Figure 8. RIPK1 depletion sensitizes cells to 1,25D3.

A. RIPK1 expression in wild-type (RIPK1+/+) and RIPK1-null (RIPK1−/−) MEFs was verified by Western blot analyses. B. MEFs were plated in 96-well plates and treated with either EtOH or indicated concentrations of 1,25D3 for 6 days. MTT assay was performed. Six samples were analyzed in parallel for each data point (n=6) and the experiment was repeated twice. Percentages of cell growth were first calculated by subtracting MTT values at day zero from those in day 6 followed by dividing with day zero values.

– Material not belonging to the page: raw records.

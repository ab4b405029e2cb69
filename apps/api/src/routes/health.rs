use axum::Json;
use serde_json::{json, Value};

use crate::llm_client::MODEL;

/// GET /health
/// Returns a simple status object with service version.
pub async fn health_handler() -> Json<Value> {
    Json(json!({
        "status": "ok",
        "version": env!("CARGO_PKG_VERSION"),
        "service": "shortlist-api",
        "model": MODEL
    }))
}
use directories::ProjectDirs;
use std::path::PathBuf;

/// Application directories following the XDG spec
#[derive(Debug, Clone)]
pub struct Directories {
    /// Config directory (~/.config/scrim)
    pub config: PathBuf,

    /// Data directory (~/.local/share/scrim)
    pub data: PathBuf,

    /// Cache directory (~/.cache/scrim)
    pub cache: PathBuf,

    /// Config file path
    pub config_file: PathBuf,
}

impl Directories {
    /// Create a new `Directories` instance with standard XDG paths.
    ///
    /// # Panics
    ///
    /// Panics if the system's project directories cannot be determined.
    #[must_use]
    pub fn new() -> Self {
        let project =
            ProjectDirs::from("", "", "scrim").expect("Failed to determine project directories");

        let config = project.config_dir().to_path_buf();
        let data = project.data_dir().to_path_buf();
        let cache = project.cache_dir().to_path_buf();

        Self {
            config_file: config.join("config.toml"),
            config,
            data,
            cache,
        }
    }

    #[must_use]
    pub fn with_base(base: PathBuf) -> Self {
        Self {
            config_file: base.join("config.toml"),
            config: base.clone(),
            data: base.clone(),
            cache: base,
        }
    }

    /// Ensure all directories exist.
    ///
    /// # Errors
    ///
    /// Returns an error if any directory cannot be created.
    pub fn ensure_exists(&self) -> std::io::Result<()> {
        std::fs::create_dir_all(&self.config)?;
        std::fs::create_dir_all(&self.data)?;
        std::fs::create_dir_all(&self.cache)?;
        Ok(())
    }
}

impl Default for Directories {
    fn default() -> Self {
        Self::new()
    }
}
//! Script records, their run state, and the registry that owns them.

use crate::config::{Config, ScriptConfig};
use crate::{Error, Result};
use std::collections::HashMap;
use std::sync::atomic::{AtomicBool, Ordering};
use std::sync::{Arc, Mutex, MutexGuard};
use std::time::Instant;

/// Mutable run state for one script, guarded by the record's lock.
/// Written only by apply closures running on the render-loop thread.
#[derive(Debug, Default)]
pub struct ScriptState {
    /// Completion time of the last successful load; `None` before the
    /// first one. The interval scheduler never fires while this is
    /// `None`.
    pub last_loaded: Option<Instant>,

    /// Lines captured by the most recent successful load.
    pub lines: Vec<String>,
}

/// One configured script and its run state. Lives for the process
/// lifetime, shared as `Arc<Script>` between the render loop and
/// execution tasks.
#[derive(Debug)]
pub struct Script {
    conf: ScriptConfig,
    running: AtomicBool,
    state: Mutex<ScriptState>,
}

impl Script {
    fn new(conf: ScriptConfig) -> Arc<Self> {
        Arc::new(Self {
            conf,
            running: AtomicBool::new(false),
            state: Mutex::new(ScriptState::default()),
        })
    }

    #[must_use]
    pub fn name(&self) -> &str {
        &self.conf.name
    }

    #[must_use]
    pub fn conf(&self) -> &ScriptConfig {
        &self.conf
    }

    /// Take the exclusive running claim. Returns `None` while another
    /// run holds it. The claim is released when the guard drops, on
    /// every exit path.
    pub fn try_claim(self: &Arc<Self>) -> Option<RunClaim> {
        self.running
            .compare_exchange(false, true, Ordering::AcqRel, Ordering::Acquire)
            .ok()
            .map(|_| RunClaim {
                script: Arc::clone(self),
            })
    }

    #[must_use]
    pub fn is_running(&self) -> bool {
        self.running.load(Ordering::Acquire)
    }

    /// Lock the run state.
    ///
    /// # Panics
    ///
    /// Panics if a previous holder panicked while holding the lock.
    pub fn state(&self) -> MutexGuard<'_, ScriptState> {
        self.state.lock().expect("script state lock poisoned")
    }

    /// Whether the script has never completed a load.
    #[must_use]
    pub fn never_loaded(&self) -> bool {
        self.state().last_loaded.is_none()
    }

    /// Snapshot of the cached lines.
    #[must_use]
    pub fn lines(&self) -> Vec<String> {
        self.state().lines.clone()
    }
}

/// Exclusive marker preventing two concurrent executions of one script.
#[derive(Debug)]
pub struct RunClaim {
    script: Arc<Script>,
}

impl Drop for RunClaim {
    fn drop(&mut self) {
        self.script.running.store(false, Ordering::Release);
    }
}

/// All configured scripts, in configuration order.
#[derive(Debug, Default)]
pub struct Registry {
    scripts: Vec<Arc<Script>>,
    by_name: HashMap<String, Arc<Script>>,
}

impl Registry {
    /// Build the registry from configuration.
    ///
    /// # Errors
    ///
    /// Returns `Error::Config` for duplicate script names.
    pub fn from_config(conf: &Config) -> Result<Self> {
        let mut registry = Self::default();
        for sconf in &conf.scripts {
            if registry.by_name.contains_key(&sconf.name) {
                return Err(Error::Config(format!(
                    "duplicate script name {:?}",
                    sconf.name
                )));
            }
            let script = Script::new(sconf.clone());
            registry
                .by_name
                .insert(sconf.name.clone(), Arc::clone(&script));
            registry.scripts.push(script);
        }
        Ok(registry)
    }

    #[must_use]
    pub fn get(&self, name: &str) -> Option<&Arc<Script>> {
        self.by_name.get(name)
    }

    /// Scripts in configuration order.
    pub fn iter(&self) -> impl Iterator<Item = &Arc<Script>> {
        self.scripts.iter()
    }

    #[must_use]
    pub fn len(&self) -> usize {
        self.scripts.len()
    }

    #[must_use]
    pub fn is_empty(&self) -> bool {
        self.scripts.is_empty()
    }
}
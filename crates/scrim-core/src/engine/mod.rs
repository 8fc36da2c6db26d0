//! Trigger-driven script refresh engine.
//!
//! Execution happens on short-lived spawned tasks, one per in-flight
//! run. Every mutation of script run state crosses back to the render
//! thread as an [`EngineEvent`], so no apply ever races a draw.

mod debounce;
pub(crate) mod runner;

pub use runner::QUERY_ENV;

use crate::script::{Registry, Script};
use crate::selection::Selection;
use crate::trigger::{DEFAULT_INPUT_DEBOUNCE, TriggerTable};
use crate::Error;
use debounce::DebounceState;
use std::collections::HashMap;
use std::sync::Arc;
use std::sync::atomic::{AtomicU64, AtomicUsize, Ordering};
use std::time::{Duration, Instant};
use tokio::sync::mpsc;
use tokio::time::sleep;
use tokio_util::sync::CancellationToken;
use tracing::debug;

/// Closure applied to shared state on the render-loop thread.
pub type ApplyFn = Box<dyn FnOnce() + Send + 'static>;

/// Events the engine posts to the render loop. The loop drains them all
/// before recomputing the selection and drawing.
pub enum EngineEvent {
    /// Merge a completed run's result into script state. Runs on the
    /// render thread, never concurrently with a draw.
    Apply(ApplyFn),

    /// A stay-open selection finished; reload the script and its chain
    /// dependents.
    Refire { scripts: Vec<String>, query: String },

    /// An item invocation failed. The session continues.
    ItemRunFailed { script: String, error: Error },

    /// A load failed. The render loop unwinds with this error; the
    /// script's cached lines stay as they were.
    Fatal(Error),

    /// End the session normally.
    Quit,
}

impl std::fmt::Debug for EngineEvent {
    fn fmt(&self, f: &mut std::fmt::Formatter<'_>) -> std::fmt::Result {
        match self {
            Self::Apply(_) => f.write_str("Apply(..)"),
            Self::Refire { scripts, query } => f
                .debug_struct("Refire")
                .field("scripts", scripts)
                .field("query", query)
                .finish(),
            Self::ItemRunFailed { script, error } => f
                .debug_struct("ItemRunFailed")
                .field("script", script)
                .field("error", error)
                .finish(),
            Self::Fatal(error) => f.debug_tuple("Fatal").field(error).finish(),
            Self::Quit => f.write_str("Quit"),
        }
    }
}

/// How long a debounced run waits between attempts to take over the
/// claim of the run it superseded.
const CLAIM_RETRY: Duration = Duration::from_millis(10);

/// The concurrent script-refresh engine. Owned by the render loop;
/// spawned tasks only ever talk back through the event channel.
pub struct Engine {
    registry: Arc<Registry>,
    table: Arc<TriggerTable>,
    events: mpsc::UnboundedSender<EngineEvent>,
    shutdown: CancellationToken,
    in_flight: Arc<AtomicUsize>,
    debounce: HashMap<String, DebounceState>,
}

impl Engine {
    #[must_use]
    pub fn new(
        registry: Arc<Registry>,
        table: Arc<TriggerTable>,
    ) -> (Self, mpsc::UnboundedReceiver<EngineEvent>) {
        let (events, rx) = mpsc::unbounded_channel();
        (
            Self {
                registry,
                table,
                events,
                shutdown: CancellationToken::new(),
                in_flight: Arc::new(AtomicUsize::new(0)),
                debounce: HashMap::new(),
            },
            rx,
        )
    }

    #[must_use]
    pub fn registry(&self) -> &Arc<Registry> {
        &self.registry
    }

    #[must_use]
    pub fn table(&self) -> &Arc<TriggerTable> {
        &self.table
    }

    /// Kick off loads for every `on-start` script.
    pub fn start_initial_loads(&self) {
        for name in self.table.on_start() {
            if let Some(script) = self.registry.get(name) {
                self.spawn_load(Arc::clone(script));
            }
        }
    }

    /// Load any active script that has never loaded. Idempotent for an
    /// unchanged query: once a load completes, `last_loaded` is set and
    /// the script is never scheduled from here again. Input-kind
    /// scripts are excluded; they only run through the debounce
    /// scheduler.
    pub fn ensure_loaded(&self, selection: &Selection) {
        for name in &selection.scripts {
            if self.table.is_input(name) {
                continue;
            }
            let Some(script) = self.registry.get(name) else {
                continue;
            };
            if script.never_loaded() && !script.is_running() {
                self.spawn_load(Arc::clone(script));
            }
        }
    }

    /// Reload one script immediately (manual refresh).
    pub fn reload(&self, name: &str) {
        if let Some(script) = self.registry.get(name) {
            self.spawn_load(Arc::clone(script));
        }
    }

    /// Reload stale visible scripts with interval triggers. A script
    /// that has never completed its first load is skipped, so the
    /// interval path cannot race the initial one.
    pub fn check_intervals(&self, visible: &[String]) {
        for name in visible {
            let Some(interval) = self.table.interval(name) else {
                continue;
            };
            let Some(script) = self.registry.get(name) else {
                continue;
            };
            let stale = script
                .state()
                .last_loaded
                .is_some_and(|at| at.elapsed() >= interval);
            if stale && !script.is_running() {
                debug!(script = name.as_str(), "interval elapsed, reloading");
                self.spawn_load(Arc::clone(script));
            }
        }
    }

    /// The effective query changed: restart the debounce window for
    /// every active input-kind script. The superseded window's run is
    /// cancelled even if it already started, so output never reflects
    /// an outdated query.
    pub fn query_changed(&mut self, selection: &Selection) {
        for name in &selection.scripts {
            let Some(delay) = self.table.input_delay(name) else {
                continue;
            };
            let Some(script) = self.registry.get(name) else {
                continue;
            };
            let script = Arc::clone(script);
            let state = self.debounce.entry(name.clone()).or_default();
            let (token, generation) = state.restart(&self.shutdown);
            let counter = state.generation_handle();
            spawn_debounced(
                script,
                selection.query.clone(),
                delay,
                token,
                counter,
                generation,
                self.events.clone(),
                Arc::clone(&self.in_flight),
            );
        }
    }

    /// Invoke the script with the selected line text. On success the
    /// session either quits or, for stay-open selections, the script's
    /// load and chain triggers re-fire.
    pub fn run_selected(&self, name: &str, item: String, query: String, stay_open: bool) {
        let Some(script) = self.registry.get(name) else {
            return;
        };
        let script = Arc::clone(script);
        let chained: Vec<String> = self.table.chained(name).to_vec();
        let events = self.events.clone();
        let token = self.shutdown.child_token();
        let in_flight = Arc::clone(&self.in_flight);

        tokio::spawn(async move {
            {
                let Some(_claim) = script.try_claim() else {
                    debug!(script = script.name(), "item run skipped, already running");
                    return;
                };
                let _busy = BusyGuard::new(&in_flight);
                match runner::run_item(&script, &item, &query, &token, runner::RUN_TIMEOUT).await {
                    Ok(()) => {}
                    Err(Error::Cancelled) => return,
                    Err(error) => {
                        let _ = events.send(EngineEvent::ItemRunFailed {
                            script: script.name().to_string(),
                            error,
                        });
                        return;
                    }
                }
            }

            if stay_open {
                let mut scripts = Vec::with_capacity(chained.len() + 1);
                scripts.push(script.name().to_string());
                scripts.extend(chained);
                let _ = events.send(EngineEvent::Refire { scripts, query });
            } else {
                let _ = events.send(EngineEvent::Quit);
            }
        });
    }

    /// Re-fire after a stay-open selection. Chain targets that are
    /// input-kind reload immediately unless configured to re-enter
    /// their debounce window.
    pub fn refire(&mut self, names: &[String], query: &str) {
        for name in names {
            let Some(script) = self.registry.get(name) else {
                continue;
            };
            if self.table.is_input(name) && script.conf().chain_respects_debounce {
                let delay = self
                    .table
                    .input_delay(name)
                    .unwrap_or(DEFAULT_INPUT_DEBOUNCE);
                let script = Arc::clone(script);
                let state = self.debounce.entry(name.clone()).or_default();
                let (token, generation) = state.restart(&self.shutdown);
                let counter = state.generation_handle();
                spawn_debounced(
                    script,
                    query.to_string(),
                    delay,
                    token,
                    counter,
                    generation,
                    self.events.clone(),
                    Arc::clone(&self.in_flight),
                );
            } else {
                self.spawn_load(Arc::clone(script));
            }
        }
    }

    /// Whether any run is in flight (drives the spinner).
    #[must_use]
    pub fn busy(&self) -> bool {
        self.in_flight.load(Ordering::SeqCst) > 0
    }

    /// Cancel every in-flight and pending run.
    pub fn shutdown(&self) {
        self.shutdown.cancel();
    }

    fn spawn_load(&self, script: Arc<Script>) {
        tokio::spawn(load_task(
            script,
            None,
            None,
            self.events.clone(),
            self.shutdown.child_token(),
            Arc::clone(&self.in_flight),
        ));
    }
}

impl Drop for Engine {
    fn drop(&mut self) {
        self.shutdown.cancel();
    }
}

// Debounce windows and their runs outlive `&self` borrows, so the
// spawn helpers are free functions over owned handles.
#[allow(clippy::too_many_arguments)]
fn spawn_debounced(
    script: Arc<Script>,
    query: String,
    delay: Duration,
    token: CancellationToken,
    counter: Arc<AtomicU64>,
    generation: u64,
    events: mpsc::UnboundedSender<EngineEvent>,
    in_flight: Arc<AtomicUsize>,
) {
    tokio::spawn(async move {
        tokio::select! {
            () = token.cancelled() => return,
            () = sleep(delay) => {}
        }
        load_task(
            script,
            Some(query),
            Some((counter, generation)),
            events,
            token,
            in_flight,
        )
        .await;
    });
}

/// One load run: claim, execute, publish through the apply queue.
async fn load_task(
    script: Arc<Script>,
    query: Option<String>,
    generation: Option<(Arc<AtomicU64>, u64)>,
    events: mpsc::UnboundedSender<EngineEvent>,
    token: CancellationToken,
    in_flight: Arc<AtomicUsize>,
) {
    // A debounced run may fire while the run it superseded is still
    // being torn down; wait that claim out instead of dropping the
    // final query's run.
    let wait_for_claim = generation.is_some();
    let Some(_claim) = acquire_claim(&script, &token, wait_for_claim).await else {
        debug!(script = script.name(), "load skipped, already running");
        return;
    };
    let _busy = BusyGuard::new(&in_flight);

    match runner::capture_lines(&script, query.as_deref(), &token, runner::LOAD_TIMEOUT).await {
        Ok(lines) => {
            debug!(
                script = script.name(),
                num_lines = lines.len(),
                "loaded script"
            );
            let apply = Arc::clone(&script);
            let _ = events.send(EngineEvent::Apply(Box::new(move || {
                if let Some((counter, expected)) = generation
                    && counter.load(Ordering::SeqCst) != expected
                {
                    debug!(script = apply.name(), "discarding superseded load result");
                    return;
                }
                let mut state = apply.state();
                if !lines.is_empty() {
                    state.lines = lines;
                }
                state.last_loaded = Some(Instant::now());
            })));
        }
        Err(Error::Cancelled) => {}
        Err(e) => {
            let _ = events.send(EngineEvent::Fatal(e));
        }
    }
}

async fn acquire_claim(
    script: &Arc<Script>,
    token: &CancellationToken,
    wait: bool,
) -> Option<crate::script::RunClaim> {
    if let Some(claim) = script.try_claim() {
        return Some(claim);
    }
    if !wait {
        return None;
    }
    loop {
        tokio::select! {
            () = token.cancelled() => return None,
            () = sleep(CLAIM_RETRY) => {
                if let Some(claim) = script.try_claim() {
                    return Some(claim);
                }
            }
        }
    }
}

/// Increments the in-flight counter for the spinner; decrements on drop.
struct BusyGuard(Arc<AtomicUsize>);

impl BusyGuard {
    fn new(counter: &Arc<AtomicUsize>) -> Self {
        counter.fetch_add(1, Ordering::SeqCst);
        Self(Arc::clone(counter))
    }
}

impl Drop for BusyGuard {
    fn drop(&mut self) {
        self.0.fetch_sub(1, Ordering::SeqCst);
    }
}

Percentages of growth suppression by 1,25D3 were calculated by dividing percentages of cell growth in 1,25D3-treated groups with those of the EtOH controls. **p<0.005; ***p<0.001, ****p<0.0001. C. RIPK1 and VDR expression was determined by Western blot analyses in an OVCAR3 cell pool stably expressing control or RIPK1 shRNA. D. The OVCAR3 pools were treated with EtOH or 1,25D3 for 6 days and the percentage of growth suppression was measured in MTT assays as in Panel A. E. RIPK1 and VDR expression was determined by Western blot analyses in PE01 cell clones stably expressing control or RIPK1 shRNA. F. PE01 clones were treated with EtOH or 1,25D3 for 6 days and the percentage of growth suppression was determined in MTT assays as in Panel A.